TASK BRIEF = Among the lines below, a stretch begins at the one with "pub use identity::*;" and ends at the one with "invocations by status". Repeat that stretch exactly, ends included.

┄┄┄┄┄┄┄┄┄┄

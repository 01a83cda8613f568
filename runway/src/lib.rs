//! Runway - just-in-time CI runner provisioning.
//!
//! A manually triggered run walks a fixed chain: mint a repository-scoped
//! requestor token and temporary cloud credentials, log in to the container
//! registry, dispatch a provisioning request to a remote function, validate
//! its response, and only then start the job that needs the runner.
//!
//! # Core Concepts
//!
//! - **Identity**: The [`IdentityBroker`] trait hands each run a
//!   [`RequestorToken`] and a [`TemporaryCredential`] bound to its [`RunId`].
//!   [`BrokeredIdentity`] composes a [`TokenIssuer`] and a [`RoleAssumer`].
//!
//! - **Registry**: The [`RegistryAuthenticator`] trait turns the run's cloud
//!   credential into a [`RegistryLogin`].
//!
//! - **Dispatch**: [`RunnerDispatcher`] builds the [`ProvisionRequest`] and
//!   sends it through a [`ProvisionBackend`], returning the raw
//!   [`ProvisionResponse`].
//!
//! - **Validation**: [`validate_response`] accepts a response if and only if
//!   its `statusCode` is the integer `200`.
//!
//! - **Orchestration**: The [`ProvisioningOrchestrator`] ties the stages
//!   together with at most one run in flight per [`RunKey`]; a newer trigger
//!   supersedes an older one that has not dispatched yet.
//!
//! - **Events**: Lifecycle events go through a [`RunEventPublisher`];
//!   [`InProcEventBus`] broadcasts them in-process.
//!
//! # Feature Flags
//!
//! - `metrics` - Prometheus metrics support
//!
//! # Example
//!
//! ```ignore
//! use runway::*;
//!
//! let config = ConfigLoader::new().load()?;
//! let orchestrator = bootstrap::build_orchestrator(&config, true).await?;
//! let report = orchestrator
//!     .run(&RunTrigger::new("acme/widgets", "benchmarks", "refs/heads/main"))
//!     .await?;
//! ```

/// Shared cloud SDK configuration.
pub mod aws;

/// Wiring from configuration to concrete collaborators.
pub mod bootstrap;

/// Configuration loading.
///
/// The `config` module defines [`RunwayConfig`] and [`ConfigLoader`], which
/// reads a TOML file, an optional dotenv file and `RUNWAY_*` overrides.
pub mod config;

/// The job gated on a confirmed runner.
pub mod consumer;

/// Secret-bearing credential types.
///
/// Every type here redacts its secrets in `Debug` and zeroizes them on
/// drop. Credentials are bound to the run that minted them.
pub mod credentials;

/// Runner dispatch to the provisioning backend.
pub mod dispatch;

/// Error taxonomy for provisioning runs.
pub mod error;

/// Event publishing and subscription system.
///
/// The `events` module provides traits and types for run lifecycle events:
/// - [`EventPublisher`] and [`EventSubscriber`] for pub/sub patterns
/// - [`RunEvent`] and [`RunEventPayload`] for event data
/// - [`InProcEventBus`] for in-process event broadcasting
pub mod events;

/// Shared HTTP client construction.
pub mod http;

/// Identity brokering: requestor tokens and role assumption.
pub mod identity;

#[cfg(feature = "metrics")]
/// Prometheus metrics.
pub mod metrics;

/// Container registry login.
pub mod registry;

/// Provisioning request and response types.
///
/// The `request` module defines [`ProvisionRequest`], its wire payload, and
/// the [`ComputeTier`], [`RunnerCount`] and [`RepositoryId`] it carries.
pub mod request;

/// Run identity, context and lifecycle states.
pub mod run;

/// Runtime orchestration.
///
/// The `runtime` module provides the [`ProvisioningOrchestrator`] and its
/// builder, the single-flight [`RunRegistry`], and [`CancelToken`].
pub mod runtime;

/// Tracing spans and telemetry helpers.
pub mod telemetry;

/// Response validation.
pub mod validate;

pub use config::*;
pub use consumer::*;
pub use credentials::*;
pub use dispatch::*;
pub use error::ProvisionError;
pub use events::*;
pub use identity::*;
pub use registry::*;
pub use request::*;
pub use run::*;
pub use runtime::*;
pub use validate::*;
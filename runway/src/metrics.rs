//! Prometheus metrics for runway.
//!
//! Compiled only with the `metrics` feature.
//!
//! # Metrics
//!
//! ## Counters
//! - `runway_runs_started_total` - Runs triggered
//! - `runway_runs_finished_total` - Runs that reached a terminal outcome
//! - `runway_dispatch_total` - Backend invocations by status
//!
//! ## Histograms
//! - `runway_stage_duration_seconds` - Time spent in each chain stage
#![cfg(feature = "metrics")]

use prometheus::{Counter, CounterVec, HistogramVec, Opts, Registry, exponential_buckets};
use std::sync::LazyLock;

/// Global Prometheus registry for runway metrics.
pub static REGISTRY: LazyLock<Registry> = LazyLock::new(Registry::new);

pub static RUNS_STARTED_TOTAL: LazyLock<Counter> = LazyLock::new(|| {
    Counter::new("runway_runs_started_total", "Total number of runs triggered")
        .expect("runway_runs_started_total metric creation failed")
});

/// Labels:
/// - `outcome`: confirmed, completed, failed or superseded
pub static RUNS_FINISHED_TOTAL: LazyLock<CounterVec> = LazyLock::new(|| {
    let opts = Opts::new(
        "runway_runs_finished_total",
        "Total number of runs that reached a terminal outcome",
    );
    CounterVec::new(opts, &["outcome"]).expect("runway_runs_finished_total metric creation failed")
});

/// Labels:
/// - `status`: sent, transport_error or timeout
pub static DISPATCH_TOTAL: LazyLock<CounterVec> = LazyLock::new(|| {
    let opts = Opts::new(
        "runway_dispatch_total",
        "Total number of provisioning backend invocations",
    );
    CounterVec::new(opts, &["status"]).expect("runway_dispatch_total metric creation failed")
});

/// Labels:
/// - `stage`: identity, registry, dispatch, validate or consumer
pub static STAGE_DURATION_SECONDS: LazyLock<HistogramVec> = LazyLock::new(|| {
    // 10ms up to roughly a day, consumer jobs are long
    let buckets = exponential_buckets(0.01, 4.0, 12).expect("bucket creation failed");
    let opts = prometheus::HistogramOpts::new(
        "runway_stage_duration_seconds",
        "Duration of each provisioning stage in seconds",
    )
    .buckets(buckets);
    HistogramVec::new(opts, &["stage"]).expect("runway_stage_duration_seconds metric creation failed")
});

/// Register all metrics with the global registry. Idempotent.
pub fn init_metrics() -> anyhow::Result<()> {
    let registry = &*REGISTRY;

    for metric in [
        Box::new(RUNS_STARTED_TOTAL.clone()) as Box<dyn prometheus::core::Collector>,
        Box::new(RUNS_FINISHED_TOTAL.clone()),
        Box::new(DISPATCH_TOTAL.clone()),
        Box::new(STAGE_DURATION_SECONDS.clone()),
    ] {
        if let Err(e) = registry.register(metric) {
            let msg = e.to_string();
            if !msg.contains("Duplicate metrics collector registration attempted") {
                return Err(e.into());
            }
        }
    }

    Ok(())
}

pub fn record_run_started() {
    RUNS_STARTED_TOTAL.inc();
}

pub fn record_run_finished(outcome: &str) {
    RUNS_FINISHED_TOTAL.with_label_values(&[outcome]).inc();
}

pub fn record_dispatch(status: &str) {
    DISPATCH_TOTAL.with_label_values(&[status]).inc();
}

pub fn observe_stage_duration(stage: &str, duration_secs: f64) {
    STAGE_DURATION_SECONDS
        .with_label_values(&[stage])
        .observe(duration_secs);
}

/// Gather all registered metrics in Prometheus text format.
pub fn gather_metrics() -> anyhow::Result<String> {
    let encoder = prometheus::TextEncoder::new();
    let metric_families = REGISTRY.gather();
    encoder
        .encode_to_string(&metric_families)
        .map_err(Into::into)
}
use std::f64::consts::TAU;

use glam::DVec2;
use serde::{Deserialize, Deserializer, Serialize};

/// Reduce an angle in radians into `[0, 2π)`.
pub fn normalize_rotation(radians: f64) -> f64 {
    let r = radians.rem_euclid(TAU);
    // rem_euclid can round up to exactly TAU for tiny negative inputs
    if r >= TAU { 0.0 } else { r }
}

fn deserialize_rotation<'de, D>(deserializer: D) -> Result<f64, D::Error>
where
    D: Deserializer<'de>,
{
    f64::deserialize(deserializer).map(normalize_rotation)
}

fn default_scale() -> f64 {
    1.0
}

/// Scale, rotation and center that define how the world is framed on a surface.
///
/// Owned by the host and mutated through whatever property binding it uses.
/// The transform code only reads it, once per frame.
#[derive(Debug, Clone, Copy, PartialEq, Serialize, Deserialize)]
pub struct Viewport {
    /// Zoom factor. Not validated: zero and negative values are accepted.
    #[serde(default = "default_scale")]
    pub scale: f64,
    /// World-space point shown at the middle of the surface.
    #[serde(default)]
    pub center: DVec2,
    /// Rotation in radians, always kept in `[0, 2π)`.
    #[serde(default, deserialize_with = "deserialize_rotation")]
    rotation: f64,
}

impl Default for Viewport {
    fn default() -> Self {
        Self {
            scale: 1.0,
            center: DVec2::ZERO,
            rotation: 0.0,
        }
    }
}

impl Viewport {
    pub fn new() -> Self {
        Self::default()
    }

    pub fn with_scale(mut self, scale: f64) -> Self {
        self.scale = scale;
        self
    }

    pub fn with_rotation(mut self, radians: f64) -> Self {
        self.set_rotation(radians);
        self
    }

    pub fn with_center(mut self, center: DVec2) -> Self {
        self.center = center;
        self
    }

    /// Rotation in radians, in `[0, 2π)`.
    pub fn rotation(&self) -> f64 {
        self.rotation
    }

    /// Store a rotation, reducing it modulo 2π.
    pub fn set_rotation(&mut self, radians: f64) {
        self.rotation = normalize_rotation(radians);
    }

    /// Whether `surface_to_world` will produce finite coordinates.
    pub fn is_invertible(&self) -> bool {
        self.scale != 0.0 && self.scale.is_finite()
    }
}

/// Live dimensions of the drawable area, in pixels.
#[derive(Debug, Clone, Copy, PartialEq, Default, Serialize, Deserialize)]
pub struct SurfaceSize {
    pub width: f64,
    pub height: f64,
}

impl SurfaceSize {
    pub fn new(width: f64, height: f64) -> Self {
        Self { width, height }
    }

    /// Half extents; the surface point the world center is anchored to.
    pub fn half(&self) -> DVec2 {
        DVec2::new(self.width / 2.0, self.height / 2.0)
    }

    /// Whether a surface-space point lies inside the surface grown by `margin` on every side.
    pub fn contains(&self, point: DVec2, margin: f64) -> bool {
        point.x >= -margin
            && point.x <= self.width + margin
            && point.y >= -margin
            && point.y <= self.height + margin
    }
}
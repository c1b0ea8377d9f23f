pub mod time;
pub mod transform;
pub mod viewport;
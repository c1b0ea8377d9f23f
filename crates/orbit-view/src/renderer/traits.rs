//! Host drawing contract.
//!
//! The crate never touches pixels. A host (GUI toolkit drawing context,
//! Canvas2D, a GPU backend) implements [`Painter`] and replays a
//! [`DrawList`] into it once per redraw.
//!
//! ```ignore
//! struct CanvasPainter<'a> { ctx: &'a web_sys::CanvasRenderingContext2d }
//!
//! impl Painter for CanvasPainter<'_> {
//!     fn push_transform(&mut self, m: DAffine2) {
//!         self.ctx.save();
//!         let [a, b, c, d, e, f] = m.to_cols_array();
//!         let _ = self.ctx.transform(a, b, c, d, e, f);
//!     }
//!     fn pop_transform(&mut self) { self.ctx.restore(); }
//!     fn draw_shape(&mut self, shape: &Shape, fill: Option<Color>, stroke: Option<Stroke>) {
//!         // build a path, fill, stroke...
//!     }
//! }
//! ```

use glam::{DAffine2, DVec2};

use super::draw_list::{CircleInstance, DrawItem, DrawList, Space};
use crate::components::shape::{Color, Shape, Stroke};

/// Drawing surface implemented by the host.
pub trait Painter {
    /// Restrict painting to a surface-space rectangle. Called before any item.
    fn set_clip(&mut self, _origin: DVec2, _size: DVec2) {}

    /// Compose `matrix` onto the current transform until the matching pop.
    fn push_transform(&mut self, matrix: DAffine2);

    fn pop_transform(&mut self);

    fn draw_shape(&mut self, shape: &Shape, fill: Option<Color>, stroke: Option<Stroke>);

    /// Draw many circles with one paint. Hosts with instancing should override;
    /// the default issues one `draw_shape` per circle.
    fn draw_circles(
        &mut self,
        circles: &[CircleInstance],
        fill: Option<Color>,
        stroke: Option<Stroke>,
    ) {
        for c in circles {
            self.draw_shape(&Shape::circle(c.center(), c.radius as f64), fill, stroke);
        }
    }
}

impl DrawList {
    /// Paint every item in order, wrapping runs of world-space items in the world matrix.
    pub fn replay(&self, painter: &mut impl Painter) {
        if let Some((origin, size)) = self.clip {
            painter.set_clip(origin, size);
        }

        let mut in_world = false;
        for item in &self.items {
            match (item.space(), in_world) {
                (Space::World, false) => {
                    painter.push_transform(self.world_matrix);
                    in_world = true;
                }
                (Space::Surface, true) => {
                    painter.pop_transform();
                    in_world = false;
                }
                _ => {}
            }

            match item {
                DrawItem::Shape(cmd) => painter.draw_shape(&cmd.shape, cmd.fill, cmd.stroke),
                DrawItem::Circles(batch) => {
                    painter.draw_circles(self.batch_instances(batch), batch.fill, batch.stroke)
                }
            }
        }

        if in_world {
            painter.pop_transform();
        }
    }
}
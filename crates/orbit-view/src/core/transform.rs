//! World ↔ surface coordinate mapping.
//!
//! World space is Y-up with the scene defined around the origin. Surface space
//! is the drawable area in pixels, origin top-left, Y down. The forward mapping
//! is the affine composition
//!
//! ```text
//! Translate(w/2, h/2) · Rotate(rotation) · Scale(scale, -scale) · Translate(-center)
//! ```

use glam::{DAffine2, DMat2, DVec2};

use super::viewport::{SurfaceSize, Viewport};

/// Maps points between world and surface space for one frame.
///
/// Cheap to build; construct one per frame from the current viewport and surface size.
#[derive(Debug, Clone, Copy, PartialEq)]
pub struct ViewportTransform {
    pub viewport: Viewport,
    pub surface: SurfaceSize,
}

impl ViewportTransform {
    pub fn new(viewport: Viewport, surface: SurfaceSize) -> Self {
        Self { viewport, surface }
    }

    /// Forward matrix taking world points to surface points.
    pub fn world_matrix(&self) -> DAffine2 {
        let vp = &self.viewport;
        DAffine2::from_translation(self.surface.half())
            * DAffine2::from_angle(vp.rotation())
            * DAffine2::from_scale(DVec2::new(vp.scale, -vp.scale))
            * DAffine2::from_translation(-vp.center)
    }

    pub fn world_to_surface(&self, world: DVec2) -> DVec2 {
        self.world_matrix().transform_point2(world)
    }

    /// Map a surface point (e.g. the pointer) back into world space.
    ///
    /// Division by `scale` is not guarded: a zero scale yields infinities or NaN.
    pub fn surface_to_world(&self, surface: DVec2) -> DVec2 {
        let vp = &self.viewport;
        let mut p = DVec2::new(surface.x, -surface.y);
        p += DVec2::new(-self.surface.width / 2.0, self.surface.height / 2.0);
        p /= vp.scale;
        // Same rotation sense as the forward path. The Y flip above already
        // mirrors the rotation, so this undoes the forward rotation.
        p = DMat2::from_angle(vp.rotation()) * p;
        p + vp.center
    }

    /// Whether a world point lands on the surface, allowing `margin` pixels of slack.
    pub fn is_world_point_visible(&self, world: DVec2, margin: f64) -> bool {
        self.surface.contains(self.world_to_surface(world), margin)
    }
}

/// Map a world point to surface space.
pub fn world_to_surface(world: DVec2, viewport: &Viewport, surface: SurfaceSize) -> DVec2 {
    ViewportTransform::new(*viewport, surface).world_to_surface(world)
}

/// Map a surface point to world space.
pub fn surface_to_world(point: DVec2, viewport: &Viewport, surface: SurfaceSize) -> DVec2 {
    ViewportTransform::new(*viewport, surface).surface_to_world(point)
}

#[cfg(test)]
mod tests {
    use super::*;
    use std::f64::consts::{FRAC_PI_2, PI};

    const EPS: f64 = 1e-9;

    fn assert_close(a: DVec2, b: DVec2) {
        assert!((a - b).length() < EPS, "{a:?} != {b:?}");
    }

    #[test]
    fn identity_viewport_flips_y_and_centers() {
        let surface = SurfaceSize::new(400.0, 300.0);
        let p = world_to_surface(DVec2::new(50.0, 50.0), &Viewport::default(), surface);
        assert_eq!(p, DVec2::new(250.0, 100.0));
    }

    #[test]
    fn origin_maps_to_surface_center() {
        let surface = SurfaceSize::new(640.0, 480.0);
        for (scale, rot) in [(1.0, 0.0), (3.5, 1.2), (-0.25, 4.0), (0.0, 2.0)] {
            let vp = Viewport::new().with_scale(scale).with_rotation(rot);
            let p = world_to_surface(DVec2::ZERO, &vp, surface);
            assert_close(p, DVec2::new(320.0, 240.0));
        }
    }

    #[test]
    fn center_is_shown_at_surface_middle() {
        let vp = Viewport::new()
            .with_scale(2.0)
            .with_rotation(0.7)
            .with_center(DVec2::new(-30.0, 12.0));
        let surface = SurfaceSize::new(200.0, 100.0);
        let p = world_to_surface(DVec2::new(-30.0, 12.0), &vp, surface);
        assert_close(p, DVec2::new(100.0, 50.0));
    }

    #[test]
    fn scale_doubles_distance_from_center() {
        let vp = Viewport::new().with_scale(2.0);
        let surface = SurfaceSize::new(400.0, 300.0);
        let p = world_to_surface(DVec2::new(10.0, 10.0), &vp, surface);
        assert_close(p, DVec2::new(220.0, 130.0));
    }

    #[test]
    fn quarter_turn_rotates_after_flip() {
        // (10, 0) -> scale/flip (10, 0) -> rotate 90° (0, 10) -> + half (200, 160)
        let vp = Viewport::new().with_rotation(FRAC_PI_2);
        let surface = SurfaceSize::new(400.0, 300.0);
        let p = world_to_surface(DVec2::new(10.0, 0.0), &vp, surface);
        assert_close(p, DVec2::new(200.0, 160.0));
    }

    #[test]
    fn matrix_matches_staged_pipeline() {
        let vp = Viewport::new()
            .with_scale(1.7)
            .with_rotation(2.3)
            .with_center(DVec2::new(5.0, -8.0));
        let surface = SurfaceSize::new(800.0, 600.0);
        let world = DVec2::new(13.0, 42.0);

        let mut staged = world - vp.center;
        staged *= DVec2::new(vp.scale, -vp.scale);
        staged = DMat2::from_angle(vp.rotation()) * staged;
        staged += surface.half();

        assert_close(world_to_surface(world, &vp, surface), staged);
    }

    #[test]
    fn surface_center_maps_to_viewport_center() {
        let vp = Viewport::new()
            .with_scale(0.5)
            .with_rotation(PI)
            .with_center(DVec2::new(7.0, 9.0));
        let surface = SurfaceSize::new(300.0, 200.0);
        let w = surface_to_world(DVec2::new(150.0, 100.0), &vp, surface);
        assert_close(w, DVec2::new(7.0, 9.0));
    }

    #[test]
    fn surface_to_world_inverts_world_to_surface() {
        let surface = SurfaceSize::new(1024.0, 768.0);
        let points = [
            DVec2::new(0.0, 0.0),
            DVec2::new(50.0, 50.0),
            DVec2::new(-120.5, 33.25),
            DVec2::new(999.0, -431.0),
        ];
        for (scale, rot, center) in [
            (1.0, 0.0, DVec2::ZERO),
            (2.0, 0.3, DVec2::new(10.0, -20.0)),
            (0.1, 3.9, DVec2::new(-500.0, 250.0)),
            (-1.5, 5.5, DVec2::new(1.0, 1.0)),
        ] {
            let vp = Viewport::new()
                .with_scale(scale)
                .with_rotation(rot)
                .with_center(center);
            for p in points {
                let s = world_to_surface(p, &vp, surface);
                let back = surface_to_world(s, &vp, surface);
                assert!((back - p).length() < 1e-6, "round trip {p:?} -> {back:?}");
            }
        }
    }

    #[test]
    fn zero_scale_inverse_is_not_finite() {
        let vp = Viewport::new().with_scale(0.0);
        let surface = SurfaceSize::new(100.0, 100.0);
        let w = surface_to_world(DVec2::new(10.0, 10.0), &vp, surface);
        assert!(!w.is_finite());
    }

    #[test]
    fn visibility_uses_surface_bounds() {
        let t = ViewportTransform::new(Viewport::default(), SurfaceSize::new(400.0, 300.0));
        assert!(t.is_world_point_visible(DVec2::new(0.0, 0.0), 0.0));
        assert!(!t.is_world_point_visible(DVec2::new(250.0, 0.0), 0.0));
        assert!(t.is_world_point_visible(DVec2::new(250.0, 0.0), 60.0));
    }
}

┄┄┄┄┄┄┄┄┄┄

WORKED SOLUTION =
pub use identity::*;
pub use registry::*;
pub use request::*;
pub use run::*;
pub use runtime::*;
pub use validate::*;
filename runway/src/metrics.rs
//! Prometheus metrics for runway.
//!
//! Compiled only with the `metrics` feature.
//!
//! # Metrics
//!
//! ## Counters
//! - `runway_runs_started_total` - Runs triggered
//! - `runway_runs_finished_total` - Runs that reached a terminal outcome
//! - `runway_dispatch_total` - Backend invocations by status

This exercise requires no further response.